**WHAT IS EXPECTED:** For every line in the records that has the word "client", make a copy.

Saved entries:

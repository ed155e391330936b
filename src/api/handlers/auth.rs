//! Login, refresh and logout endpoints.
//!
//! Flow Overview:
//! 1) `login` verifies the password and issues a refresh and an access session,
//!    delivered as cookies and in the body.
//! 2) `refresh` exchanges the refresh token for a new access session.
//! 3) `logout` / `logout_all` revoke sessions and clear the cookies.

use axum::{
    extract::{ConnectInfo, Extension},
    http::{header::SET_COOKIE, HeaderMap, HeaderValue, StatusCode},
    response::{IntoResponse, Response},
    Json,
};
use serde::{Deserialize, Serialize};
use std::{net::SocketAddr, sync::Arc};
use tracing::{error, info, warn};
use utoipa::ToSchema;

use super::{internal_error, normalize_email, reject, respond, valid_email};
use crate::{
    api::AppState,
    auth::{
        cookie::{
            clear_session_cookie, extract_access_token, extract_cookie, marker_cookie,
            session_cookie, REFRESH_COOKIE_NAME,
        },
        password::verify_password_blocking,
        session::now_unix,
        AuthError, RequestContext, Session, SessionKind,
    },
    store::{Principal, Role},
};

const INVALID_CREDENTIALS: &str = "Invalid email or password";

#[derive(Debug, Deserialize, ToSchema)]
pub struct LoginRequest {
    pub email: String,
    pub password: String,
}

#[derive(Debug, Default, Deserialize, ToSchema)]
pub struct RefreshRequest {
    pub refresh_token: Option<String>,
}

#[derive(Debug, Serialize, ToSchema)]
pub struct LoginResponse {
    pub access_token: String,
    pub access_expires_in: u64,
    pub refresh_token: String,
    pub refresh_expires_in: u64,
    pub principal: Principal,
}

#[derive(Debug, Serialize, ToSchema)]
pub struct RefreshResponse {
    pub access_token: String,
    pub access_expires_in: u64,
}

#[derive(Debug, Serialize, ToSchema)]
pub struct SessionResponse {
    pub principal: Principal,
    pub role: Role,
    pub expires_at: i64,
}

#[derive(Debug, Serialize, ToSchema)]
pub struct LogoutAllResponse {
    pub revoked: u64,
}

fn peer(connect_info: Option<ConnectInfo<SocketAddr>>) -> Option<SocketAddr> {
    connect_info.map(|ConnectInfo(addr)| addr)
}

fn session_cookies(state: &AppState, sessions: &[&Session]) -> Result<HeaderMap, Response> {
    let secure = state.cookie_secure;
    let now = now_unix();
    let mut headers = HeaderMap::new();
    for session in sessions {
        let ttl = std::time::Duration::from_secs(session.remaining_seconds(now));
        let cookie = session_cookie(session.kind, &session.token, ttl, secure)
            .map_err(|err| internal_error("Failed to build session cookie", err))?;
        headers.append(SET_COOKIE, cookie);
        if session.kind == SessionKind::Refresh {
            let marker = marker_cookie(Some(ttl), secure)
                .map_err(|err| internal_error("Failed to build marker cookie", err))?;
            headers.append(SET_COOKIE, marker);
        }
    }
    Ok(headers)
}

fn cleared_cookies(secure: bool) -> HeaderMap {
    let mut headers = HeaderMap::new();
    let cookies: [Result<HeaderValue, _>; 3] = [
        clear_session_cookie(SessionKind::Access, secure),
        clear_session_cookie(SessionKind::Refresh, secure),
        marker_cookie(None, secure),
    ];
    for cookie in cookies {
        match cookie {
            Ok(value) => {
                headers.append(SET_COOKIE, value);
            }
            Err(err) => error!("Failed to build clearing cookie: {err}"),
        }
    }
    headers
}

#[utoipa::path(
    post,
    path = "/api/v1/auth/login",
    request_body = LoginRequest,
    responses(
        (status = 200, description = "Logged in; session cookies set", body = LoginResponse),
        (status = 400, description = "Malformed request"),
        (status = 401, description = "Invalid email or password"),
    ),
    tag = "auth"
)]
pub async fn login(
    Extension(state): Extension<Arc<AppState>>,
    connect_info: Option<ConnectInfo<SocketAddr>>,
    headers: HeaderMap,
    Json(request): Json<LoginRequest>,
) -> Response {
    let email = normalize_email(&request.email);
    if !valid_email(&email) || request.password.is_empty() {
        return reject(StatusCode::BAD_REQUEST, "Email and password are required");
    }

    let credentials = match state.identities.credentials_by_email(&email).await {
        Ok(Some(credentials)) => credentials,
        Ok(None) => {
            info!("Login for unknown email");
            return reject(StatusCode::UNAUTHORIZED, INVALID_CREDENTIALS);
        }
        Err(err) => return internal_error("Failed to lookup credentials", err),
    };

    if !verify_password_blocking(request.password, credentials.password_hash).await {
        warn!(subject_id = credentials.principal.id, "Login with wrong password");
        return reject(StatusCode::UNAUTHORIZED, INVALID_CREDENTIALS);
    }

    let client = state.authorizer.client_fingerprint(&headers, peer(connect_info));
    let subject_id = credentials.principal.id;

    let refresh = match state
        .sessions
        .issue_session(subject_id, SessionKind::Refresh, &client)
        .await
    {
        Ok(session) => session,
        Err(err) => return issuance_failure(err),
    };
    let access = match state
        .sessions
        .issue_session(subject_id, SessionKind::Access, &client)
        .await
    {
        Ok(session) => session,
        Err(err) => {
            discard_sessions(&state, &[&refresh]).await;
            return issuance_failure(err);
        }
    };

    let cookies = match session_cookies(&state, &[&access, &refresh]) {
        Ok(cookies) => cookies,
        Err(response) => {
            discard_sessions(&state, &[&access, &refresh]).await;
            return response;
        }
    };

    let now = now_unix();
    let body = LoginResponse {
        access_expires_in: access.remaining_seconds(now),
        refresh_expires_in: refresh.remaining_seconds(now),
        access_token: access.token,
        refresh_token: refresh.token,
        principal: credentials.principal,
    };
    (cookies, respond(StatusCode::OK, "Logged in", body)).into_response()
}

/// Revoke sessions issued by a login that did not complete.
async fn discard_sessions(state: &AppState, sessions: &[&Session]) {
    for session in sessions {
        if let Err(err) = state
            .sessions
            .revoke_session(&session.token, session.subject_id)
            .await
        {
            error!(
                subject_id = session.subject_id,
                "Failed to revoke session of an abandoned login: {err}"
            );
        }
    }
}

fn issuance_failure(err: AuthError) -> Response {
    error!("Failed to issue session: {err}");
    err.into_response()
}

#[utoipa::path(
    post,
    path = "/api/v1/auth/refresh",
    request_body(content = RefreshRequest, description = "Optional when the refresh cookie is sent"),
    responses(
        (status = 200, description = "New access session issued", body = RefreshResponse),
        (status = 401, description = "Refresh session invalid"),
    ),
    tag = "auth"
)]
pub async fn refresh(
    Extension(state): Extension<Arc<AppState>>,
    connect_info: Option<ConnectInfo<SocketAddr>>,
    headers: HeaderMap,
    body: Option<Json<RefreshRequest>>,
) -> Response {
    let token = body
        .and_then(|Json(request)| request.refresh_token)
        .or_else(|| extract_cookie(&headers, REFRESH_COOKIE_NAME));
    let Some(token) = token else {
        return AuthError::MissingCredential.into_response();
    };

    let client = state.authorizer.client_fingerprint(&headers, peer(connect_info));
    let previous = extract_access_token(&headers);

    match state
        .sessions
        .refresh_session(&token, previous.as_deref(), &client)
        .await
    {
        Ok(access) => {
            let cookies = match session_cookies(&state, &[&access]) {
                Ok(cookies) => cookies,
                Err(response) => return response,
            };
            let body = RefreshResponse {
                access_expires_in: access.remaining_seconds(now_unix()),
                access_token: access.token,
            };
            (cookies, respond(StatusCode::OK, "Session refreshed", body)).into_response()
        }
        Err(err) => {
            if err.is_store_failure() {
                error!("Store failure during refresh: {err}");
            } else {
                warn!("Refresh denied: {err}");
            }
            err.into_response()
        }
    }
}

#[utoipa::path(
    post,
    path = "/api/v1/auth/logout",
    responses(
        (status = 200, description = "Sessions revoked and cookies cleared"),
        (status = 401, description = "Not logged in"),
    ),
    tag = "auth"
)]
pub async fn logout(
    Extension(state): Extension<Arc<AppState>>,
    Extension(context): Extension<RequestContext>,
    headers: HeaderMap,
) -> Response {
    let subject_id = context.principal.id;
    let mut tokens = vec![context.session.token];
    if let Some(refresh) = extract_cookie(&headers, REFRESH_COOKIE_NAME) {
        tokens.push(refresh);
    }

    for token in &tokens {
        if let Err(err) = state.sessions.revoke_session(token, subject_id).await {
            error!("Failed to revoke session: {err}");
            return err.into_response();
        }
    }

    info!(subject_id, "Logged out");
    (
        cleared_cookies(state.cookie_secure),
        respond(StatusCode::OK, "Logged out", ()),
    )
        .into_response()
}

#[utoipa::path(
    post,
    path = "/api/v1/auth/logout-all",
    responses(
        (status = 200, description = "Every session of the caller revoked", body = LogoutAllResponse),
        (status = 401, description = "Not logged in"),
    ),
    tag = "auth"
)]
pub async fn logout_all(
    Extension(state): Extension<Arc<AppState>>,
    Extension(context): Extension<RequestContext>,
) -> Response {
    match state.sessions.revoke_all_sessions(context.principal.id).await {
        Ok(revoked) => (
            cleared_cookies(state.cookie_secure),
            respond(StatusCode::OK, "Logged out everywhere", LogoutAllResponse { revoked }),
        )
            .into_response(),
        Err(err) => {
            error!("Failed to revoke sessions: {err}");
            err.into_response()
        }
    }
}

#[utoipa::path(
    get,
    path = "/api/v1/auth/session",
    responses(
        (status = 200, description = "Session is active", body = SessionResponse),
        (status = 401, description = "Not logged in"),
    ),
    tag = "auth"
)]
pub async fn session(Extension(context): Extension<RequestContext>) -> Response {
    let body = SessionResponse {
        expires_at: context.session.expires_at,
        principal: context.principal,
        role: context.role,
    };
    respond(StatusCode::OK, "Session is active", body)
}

**RESULT OF THIS TASK:**
    let client = state.authorizer.client_fingerprint(&headers, peer(connect_info));
        .issue_session(subject_id, SessionKind::Refresh, &client)
        .issue_session(subject_id, SessionKind::Access, &client)
    let client = state.authorizer.client_fingerprint(&headers, peer(connect_info));
        .refresh_session(&token, previous.as_deref(), &client)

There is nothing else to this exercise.